Return every line of the data that contains the string "textures".

### Stored items
========================================

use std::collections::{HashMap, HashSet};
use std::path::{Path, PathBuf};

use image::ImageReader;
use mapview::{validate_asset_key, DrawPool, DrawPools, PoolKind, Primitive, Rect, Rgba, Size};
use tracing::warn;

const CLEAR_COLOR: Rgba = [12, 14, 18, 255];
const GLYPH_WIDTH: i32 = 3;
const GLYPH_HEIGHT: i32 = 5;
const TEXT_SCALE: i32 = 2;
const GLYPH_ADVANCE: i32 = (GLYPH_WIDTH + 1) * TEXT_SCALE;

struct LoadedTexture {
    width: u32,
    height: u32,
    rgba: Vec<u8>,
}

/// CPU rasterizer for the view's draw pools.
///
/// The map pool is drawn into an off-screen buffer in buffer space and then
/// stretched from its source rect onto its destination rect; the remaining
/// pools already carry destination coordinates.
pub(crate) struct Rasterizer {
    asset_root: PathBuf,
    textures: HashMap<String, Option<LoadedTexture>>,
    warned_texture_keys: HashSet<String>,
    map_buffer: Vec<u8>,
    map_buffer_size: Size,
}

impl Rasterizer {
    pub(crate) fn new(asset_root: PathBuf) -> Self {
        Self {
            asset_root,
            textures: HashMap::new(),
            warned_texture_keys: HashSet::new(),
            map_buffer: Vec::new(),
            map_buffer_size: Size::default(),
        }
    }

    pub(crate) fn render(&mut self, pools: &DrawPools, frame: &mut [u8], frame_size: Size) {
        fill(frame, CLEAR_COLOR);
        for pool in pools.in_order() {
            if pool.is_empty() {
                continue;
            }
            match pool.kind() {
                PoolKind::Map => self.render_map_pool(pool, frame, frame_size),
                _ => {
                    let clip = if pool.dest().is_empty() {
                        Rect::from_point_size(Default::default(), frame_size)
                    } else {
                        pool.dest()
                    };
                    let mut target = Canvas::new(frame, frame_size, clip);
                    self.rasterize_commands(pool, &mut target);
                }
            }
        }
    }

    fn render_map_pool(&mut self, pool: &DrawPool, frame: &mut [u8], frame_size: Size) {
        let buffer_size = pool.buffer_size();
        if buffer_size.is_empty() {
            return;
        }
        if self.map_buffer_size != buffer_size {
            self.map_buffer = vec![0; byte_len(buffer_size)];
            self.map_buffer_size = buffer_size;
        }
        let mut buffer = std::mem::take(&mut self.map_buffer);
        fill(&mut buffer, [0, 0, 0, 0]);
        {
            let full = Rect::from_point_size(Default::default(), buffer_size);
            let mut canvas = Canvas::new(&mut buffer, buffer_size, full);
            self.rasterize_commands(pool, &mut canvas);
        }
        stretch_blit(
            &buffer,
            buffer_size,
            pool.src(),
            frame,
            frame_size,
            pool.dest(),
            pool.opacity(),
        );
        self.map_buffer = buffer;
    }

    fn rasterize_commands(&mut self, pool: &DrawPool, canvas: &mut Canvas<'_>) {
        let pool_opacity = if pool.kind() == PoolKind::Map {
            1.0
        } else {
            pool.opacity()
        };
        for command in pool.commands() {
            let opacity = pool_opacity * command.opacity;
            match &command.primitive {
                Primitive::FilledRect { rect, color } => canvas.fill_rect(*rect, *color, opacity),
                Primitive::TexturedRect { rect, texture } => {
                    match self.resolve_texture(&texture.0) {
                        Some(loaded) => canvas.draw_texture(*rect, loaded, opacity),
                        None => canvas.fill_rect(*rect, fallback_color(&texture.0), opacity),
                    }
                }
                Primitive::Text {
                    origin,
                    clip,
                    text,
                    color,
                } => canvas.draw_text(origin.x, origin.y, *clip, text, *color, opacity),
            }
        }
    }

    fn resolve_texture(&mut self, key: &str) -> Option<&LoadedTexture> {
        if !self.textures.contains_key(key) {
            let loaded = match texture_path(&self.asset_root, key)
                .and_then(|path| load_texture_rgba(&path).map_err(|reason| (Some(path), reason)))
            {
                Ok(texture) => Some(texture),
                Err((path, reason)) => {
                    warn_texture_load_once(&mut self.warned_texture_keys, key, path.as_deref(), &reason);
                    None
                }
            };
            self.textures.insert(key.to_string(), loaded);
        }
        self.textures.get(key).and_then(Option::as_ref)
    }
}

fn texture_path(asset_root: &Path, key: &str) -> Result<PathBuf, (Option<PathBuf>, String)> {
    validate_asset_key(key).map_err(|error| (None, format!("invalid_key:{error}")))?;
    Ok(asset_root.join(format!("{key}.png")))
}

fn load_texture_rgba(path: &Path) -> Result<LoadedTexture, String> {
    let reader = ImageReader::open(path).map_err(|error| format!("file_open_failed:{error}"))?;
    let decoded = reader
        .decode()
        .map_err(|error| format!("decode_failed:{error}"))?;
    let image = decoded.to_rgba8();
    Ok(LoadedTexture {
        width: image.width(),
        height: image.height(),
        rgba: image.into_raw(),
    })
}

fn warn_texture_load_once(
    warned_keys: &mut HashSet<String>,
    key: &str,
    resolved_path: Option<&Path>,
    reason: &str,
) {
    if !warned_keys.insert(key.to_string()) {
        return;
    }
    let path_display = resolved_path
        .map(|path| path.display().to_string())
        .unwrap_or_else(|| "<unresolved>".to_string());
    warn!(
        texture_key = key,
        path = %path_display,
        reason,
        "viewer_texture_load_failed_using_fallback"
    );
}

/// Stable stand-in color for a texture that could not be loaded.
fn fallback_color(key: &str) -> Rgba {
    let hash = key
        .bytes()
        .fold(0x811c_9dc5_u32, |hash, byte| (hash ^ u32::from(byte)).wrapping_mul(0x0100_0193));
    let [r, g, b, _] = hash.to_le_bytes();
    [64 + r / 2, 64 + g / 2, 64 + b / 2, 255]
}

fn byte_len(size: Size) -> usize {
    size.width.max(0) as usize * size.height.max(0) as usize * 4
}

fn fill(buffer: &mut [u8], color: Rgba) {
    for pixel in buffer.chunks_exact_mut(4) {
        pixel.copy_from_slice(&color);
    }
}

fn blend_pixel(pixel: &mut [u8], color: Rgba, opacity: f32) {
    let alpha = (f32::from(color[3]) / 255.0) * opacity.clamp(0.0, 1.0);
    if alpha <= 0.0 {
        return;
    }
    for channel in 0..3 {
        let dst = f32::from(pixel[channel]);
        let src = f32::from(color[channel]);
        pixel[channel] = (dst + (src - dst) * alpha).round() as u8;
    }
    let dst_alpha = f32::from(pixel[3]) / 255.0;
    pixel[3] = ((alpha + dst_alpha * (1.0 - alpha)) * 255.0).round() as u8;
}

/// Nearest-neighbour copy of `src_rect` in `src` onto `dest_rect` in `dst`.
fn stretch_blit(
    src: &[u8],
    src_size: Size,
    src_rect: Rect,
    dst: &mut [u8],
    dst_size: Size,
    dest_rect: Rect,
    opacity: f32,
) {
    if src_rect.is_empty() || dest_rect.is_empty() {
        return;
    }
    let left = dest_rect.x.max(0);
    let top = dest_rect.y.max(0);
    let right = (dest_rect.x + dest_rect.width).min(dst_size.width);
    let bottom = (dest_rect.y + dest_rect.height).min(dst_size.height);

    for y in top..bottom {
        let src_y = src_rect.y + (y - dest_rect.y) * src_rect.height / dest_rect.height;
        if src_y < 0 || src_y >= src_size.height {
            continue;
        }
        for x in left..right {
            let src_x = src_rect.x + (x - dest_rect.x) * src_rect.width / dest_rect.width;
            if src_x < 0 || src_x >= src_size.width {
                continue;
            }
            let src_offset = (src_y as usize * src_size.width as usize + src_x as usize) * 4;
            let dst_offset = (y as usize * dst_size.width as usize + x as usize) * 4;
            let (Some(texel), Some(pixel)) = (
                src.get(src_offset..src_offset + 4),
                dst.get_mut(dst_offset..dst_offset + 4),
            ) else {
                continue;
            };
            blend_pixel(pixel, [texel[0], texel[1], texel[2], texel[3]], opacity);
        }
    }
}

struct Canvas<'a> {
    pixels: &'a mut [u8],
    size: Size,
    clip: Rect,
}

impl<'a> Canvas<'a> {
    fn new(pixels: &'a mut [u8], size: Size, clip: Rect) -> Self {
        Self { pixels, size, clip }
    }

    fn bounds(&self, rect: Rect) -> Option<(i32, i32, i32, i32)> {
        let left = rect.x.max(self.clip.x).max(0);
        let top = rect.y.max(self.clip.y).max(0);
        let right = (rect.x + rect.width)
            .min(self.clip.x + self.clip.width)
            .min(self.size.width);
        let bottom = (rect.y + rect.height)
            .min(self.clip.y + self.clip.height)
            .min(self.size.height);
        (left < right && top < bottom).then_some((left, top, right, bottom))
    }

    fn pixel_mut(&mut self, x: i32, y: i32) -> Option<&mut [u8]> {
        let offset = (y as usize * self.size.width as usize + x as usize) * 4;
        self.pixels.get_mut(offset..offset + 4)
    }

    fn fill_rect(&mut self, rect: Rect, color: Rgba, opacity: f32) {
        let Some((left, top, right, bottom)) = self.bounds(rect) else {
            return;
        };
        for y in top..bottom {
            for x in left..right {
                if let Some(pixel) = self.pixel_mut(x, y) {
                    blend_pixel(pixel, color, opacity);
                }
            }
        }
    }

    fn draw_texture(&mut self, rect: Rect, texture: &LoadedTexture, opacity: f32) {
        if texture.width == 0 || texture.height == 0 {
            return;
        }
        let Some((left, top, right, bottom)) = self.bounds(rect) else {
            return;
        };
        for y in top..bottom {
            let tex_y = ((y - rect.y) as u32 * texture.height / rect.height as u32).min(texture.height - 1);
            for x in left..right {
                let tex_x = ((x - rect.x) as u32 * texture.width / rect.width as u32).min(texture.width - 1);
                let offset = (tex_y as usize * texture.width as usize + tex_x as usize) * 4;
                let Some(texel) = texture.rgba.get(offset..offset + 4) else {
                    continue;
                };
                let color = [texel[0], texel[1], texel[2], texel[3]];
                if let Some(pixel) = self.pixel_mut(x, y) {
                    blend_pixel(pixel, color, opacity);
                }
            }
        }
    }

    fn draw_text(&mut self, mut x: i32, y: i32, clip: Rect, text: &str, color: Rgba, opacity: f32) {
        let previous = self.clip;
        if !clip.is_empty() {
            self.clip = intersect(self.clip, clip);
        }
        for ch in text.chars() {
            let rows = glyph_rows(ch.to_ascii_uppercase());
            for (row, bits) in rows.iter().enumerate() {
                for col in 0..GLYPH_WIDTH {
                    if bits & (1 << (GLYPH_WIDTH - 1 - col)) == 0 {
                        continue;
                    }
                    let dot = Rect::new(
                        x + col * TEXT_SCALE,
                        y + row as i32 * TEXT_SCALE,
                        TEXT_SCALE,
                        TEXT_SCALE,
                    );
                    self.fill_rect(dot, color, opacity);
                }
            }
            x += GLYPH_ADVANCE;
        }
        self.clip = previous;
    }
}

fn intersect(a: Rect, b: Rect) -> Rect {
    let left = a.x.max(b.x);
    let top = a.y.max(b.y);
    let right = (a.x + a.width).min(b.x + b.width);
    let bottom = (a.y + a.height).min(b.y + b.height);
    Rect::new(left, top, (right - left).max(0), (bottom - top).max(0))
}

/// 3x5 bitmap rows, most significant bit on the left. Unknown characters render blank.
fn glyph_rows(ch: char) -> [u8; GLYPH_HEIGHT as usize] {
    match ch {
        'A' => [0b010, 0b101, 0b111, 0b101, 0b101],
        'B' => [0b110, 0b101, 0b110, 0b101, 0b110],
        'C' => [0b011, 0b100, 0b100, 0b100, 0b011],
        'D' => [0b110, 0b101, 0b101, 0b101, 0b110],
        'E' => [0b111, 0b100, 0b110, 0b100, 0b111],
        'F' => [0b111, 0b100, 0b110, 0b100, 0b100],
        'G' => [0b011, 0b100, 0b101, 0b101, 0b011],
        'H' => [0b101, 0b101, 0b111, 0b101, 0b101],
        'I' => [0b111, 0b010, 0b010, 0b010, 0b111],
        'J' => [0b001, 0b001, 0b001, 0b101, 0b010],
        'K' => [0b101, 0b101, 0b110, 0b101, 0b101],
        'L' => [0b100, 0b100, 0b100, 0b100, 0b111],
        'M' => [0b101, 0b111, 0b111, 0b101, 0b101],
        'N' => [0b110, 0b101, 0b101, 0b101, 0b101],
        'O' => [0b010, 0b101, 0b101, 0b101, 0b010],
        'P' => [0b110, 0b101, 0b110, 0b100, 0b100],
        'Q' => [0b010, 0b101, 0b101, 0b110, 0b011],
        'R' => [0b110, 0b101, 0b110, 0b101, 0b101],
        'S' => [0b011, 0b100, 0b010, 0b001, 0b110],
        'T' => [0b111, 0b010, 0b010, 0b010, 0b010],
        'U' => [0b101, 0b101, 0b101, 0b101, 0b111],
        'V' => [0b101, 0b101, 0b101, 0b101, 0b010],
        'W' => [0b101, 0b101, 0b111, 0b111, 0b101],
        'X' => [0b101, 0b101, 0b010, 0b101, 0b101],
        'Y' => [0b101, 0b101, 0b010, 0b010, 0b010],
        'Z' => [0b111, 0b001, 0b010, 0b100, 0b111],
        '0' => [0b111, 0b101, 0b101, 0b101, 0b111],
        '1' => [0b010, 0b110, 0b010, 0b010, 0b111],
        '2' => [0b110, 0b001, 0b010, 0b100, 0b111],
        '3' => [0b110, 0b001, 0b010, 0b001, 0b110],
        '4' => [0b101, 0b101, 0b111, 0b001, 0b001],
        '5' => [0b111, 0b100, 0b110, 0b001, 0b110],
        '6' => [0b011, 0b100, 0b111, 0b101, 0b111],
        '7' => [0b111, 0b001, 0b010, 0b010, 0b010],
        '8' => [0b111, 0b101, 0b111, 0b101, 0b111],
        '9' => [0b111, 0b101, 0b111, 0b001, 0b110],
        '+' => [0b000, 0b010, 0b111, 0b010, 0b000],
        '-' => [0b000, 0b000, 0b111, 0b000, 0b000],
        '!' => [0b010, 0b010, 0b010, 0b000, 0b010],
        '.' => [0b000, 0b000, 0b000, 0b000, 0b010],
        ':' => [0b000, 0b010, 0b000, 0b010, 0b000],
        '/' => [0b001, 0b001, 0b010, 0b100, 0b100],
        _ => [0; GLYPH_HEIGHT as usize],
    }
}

========================================

### RESPONSE
    textures: HashMap<String, Option<LoadedTexture>>,
            textures: HashMap::new(),
        if !self.textures.contains_key(key) {
            self.textures.insert(key.to_string(), loaded);
        self.textures.get(key).and_then(Option::as_ref)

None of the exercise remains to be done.